After the single-cell gene count matrix was generated, cells with low quality (UMI <200 or detected gene <100 or unmatched_rate ≥0.4) were filtered out, and 239,533 cells were left. Each cell was assigned to its original mouse embryo on the basis of the RT barcode. For the detection of potential doublet cells, we first split the dataset into subsets for each individual and then applied the scrublet/v0.1 pipeline¹⁰⁵ to each subset with parameters (min_count = 3, min_cells = 3, vscore_percentile = 85, n_pc = 30, expected_doublet_rate = 0.06, sim_doublet_ratio = 2, n_neighbors = 30 and scaling_method = ‘log’) for doublet score calculation. Cells with doublet scores over 0.2 were annotated as detected doublets. We detected 2% potential doublet cells in the whole dataset.

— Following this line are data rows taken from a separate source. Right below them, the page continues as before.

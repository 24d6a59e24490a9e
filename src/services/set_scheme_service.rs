use crate::models::{
    ExerciseCategory, ExerciseDefinition, ExperienceLevel, PlannedExercise, TrainingGoal,
};

/// Sets, reps and rest prescription for one exercise
#[derive(Debug, Clone, Copy, PartialEq, Eq)]
pub struct SetScheme {
    pub sets: u32,
    pub reps: u32,
    pub rest_seconds: Option<u32>,
}

/// Assigns a set/rep/rest scheme per `(goal, level, category)`.
///
/// For cardio the reps value carries duration in minutes, for
/// flexibility/balance it carries hold seconds; the compound/isolation rep
/// ceiling is applied last in every path and is never skipped.
#[derive(Debug, Clone, Default)]
pub struct SetSchemeService;

impl SetSchemeService {
    pub fn new() -> Self {
        Self
    }

    pub fn assign(
        &self,
        exercise: &ExerciseDefinition,
        goal: TrainingGoal,
        level: ExperienceLevel,
    ) -> SetScheme {
        let scheme = match exercise.category {
            ExerciseCategory::Strength => Self::strength_scheme(goal, level),
            ExerciseCategory::Cardio => Self::cardio_scheme(level),
            ExerciseCategory::Flexibility | ExerciseCategory::Balance => {
                Self::flexibility_scheme(level)
            }
        };
        Self::clamp_reps(scheme, exercise)
    }

    /// Builds the planned entry for a selected exercise with a starting
    /// weight of zero; the progression pass fills weights in from history.
    pub fn plan_exercise(
        &self,
        exercise: &ExerciseDefinition,
        goal: TrainingGoal,
        level: ExperienceLevel,
    ) -> PlannedExercise {
        let scheme = self.assign(exercise, goal, level);
        let mut muscle_groups = vec![exercise.primary_muscle_group];
        muscle_groups.extend(exercise.secondary_muscle_groups.iter().copied());

        PlannedExercise {
            exercise_id: exercise.id.clone(),
            name: exercise.name.clone(),
            sets: scheme.sets,
            reps: scheme.reps,
            weight: 0.0,
            rest_seconds: scheme.rest_seconds,
            category: exercise.category,
            movement_pattern: exercise.movement_pattern,
            muscle_groups,
            equipment: exercise.equipment.clone(),
            difficulty: exercise.difficulty,
        }
    }

    fn strength_scheme(goal: TrainingGoal, level: ExperienceLevel) -> SetScheme {
        let sets = if level == ExperienceLevel::Beginner { 3 } else { 4 };
        let (reps, rest) = match goal {
            // Heavier and longer-rested as experience grows
            TrainingGoal::Strength => match level {
                ExperienceLevel::Beginner => (8, 90),
                ExperienceLevel::Intermediate => (6, 120),
                ExperienceLevel::Advanced => (5, 150),
            },
            TrainingGoal::MuscleGain => match level {
                ExperienceLevel::Beginner => (10, 60),
                ExperienceLevel::Intermediate => (9, 60),
                ExperienceLevel::Advanced => (8, 60),
            },
            TrainingGoal::WeightLoss => match level {
                ExperienceLevel::Beginner => (15, 45),
                ExperienceLevel::Intermediate => (14, 45),
                ExperienceLevel::Advanced => (12, 45),
            },
            // Strength-category work under an endurance or flexibility
            // primary goal keeps a moderate general scheme
            TrainingGoal::Endurance | TrainingGoal::Flexibility => match level {
                ExperienceLevel::Beginner => (10, 90),
                ExperienceLevel::Intermediate => (8, 90),
                ExperienceLevel::Advanced => (6, 90),
            },
        };
        SetScheme {
            sets,
            reps,
            rest_seconds: Some(rest),
        }
    }

    /// One continuous effort; reps carries the duration in minutes.
    fn cardio_scheme(level: ExperienceLevel) -> SetScheme {
        let minutes = match level {
            ExperienceLevel::Beginner => 20,
            ExperienceLevel::Intermediate => 30,
            ExperienceLevel::Advanced => 45,
        };
        SetScheme {
            sets: 1,
            reps: minutes,
            rest_seconds: None,
        }
    }

    /// Reps carries the hold duration in seconds.
    fn flexibility_scheme(level: ExperienceLevel) -> SetScheme {
        let (sets, hold_seconds) = match level {
            ExperienceLevel::Beginner => (1, 30),
            ExperienceLevel::Intermediate => (2, 45),
            ExperienceLevel::Advanced => (3, 60),
        };
        SetScheme {
            sets,
            reps: hold_seconds,
            rest_seconds: None,
        }
    }

    /// Final rep ceiling: 10 for compound movements, 20 otherwise. Applied
    /// after all other logic, for every category, without exception.
    fn clamp_reps(mut scheme: SetScheme, exercise: &ExerciseDefinition) -> SetScheme {
        scheme.reps = scheme.reps.min(exercise.rep_cap());
        scheme
    }
}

For detection of doublet-derived subclusters for cells, we used an iterative clustering strategy based on Scanpy/v.1.6.0¹⁰¹. Briefly, gene count mapping to sex chromosomes were removed before clustering and dimensionality reduction, and then genes with no count were filtered out and each cell was normalized by the total UMI count per cell. The top 1,000 genes with the highest variance were selected and the digital gene expression matrix was renormalized after gene filtering. The data were log transformed after adding a pseudocount and scaled to unit variance and zero mean. The dimensionality of the data was reduced by PC analysis (PCA) (30 components) first and then with UMAP, followed by Louvain clustering performed on the 30 PCs with default parameters. For Louvain clustering, we first fitted the top 30 PCs to compute a neighborhood graph of observations with local neighborhood number of 50 by scanpy.pp.neighbors. We then cluster the cells into subgroups using the Louvain algorithm implemented as scanpy.tl.louvain function. For UMAP visualization, we directly fit the PCA matrix into scanpy.tl.umap function with min_distance of 0.1. For subcluster identification, we selected cells in each major cell type and applied PCA, UMAP, Louvain clustering similarly to the major cluster analysis. Subclusters with a detected doublet ratio (by Scrublet) over 15% were annotated as doublet-derived subclusters.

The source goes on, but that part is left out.